====== Data for this exercise ======

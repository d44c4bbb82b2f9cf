use core::time::Duration;
use std::time::{SystemTime, UNIX_EPOCH};

use crate::{DEFAULT_EPOCH, TimeSource};

/// A wall-clock time source backed by [`SystemTime`].
///
/// Each reading is a syscall and follows the operating system clock, including
/// backward adjustments from NTP or an operator. Readings before the epoch
/// saturate to zero.
///
/// Prefer [`MonotonicClock`] unless IDs must track the wall clock exactly.
///
/// [`MonotonicClock`]: crate::MonotonicClock
#[derive(Clone, Copy, Debug, PartialEq, Eq)]
pub struct SystemClock {
    epoch: Duration,
}

impl Default for SystemClock {
    /// Constructs a system clock aligned to [`DEFAULT_EPOCH`].
    fn default() -> Self {
        Self::with_epoch(DEFAULT_EPOCH)
    }
}

impl SystemClock {
    /// Constructs a system clock counting from `epoch`, given as a
    /// [`Duration`] since 1970-01-01 UTC.
    pub const fn with_epoch(epoch: Duration) -> Self {
        Self { epoch }
    }

    /// The epoch this clock counts from.
    pub const fn epoch(&self) -> Duration {
        self.epoch
    }
}

impl TimeSource for SystemClock {
    fn current_millis(&self) -> u64 {
        SystemTime::now()
            .duration_since(UNIX_EPOCH)
            .ok()
            .and_then(|now| now.checked_sub(self.epoch))
            .map_or(0, |elapsed| {
                u64::try_from(elapsed.as_millis()).unwrap_or(u64::MAX)
            })
    }
}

======

• _Assignment_: Generate a verbatim printout of all the entries.

• _Problem solution_:
repository d44c4bbb82b2f9cf
use core::time::Duration;
use std::time::{SystemTime, UNIX_EPOCH};

use crate::{DEFAULT_EPOCH, TimeSource};

/// A wall-clock time source backed by [`SystemTime`].
///
/// Each reading is a syscall and follows the operating system clock, including
/// backward adjustments from NTP or an operator. Readings before the epoch
/// saturate to zero.
///
/// Prefer [`MonotonicClock`] unless IDs must track the wall clock exactly.
///
/// [`MonotonicClock`]: crate::MonotonicClock
#[derive(Clone, Copy, Debug, PartialEq, Eq)]
pub struct SystemClock {
    epoch: Duration,
}

impl Default for SystemClock {
    /// Constructs a system clock aligned to [`DEFAULT_EPOCH`].
    fn default() -> Self {
        Self::with_epoch(DEFAULT_EPOCH)
    }
}

impl SystemClock {
    /// Constructs a system clock counting from `epoch`, given as a
    /// [`Duration`] since 1970-01-01 UTC.
    pub const fn with_epoch(epoch: Duration) -> Self {
        Self { epoch }
    }

    /// The epoch this clock counts from.
    pub const fn epoch(&self) -> Duration {
        self.epoch
    }
}

impl TimeSource for SystemClock {
    fn current_millis(&self) -> u64 {
        SystemTime::now()
            .duration_since(UNIX_EPOCH)
            .ok()
            .and_then(|now| now.checked_sub(self.epoch))
            .map_or(0, |elapsed| {
                u64::try_from(elapsed.as_millis()).unwrap_or(u64::MAX)
            })
    }
}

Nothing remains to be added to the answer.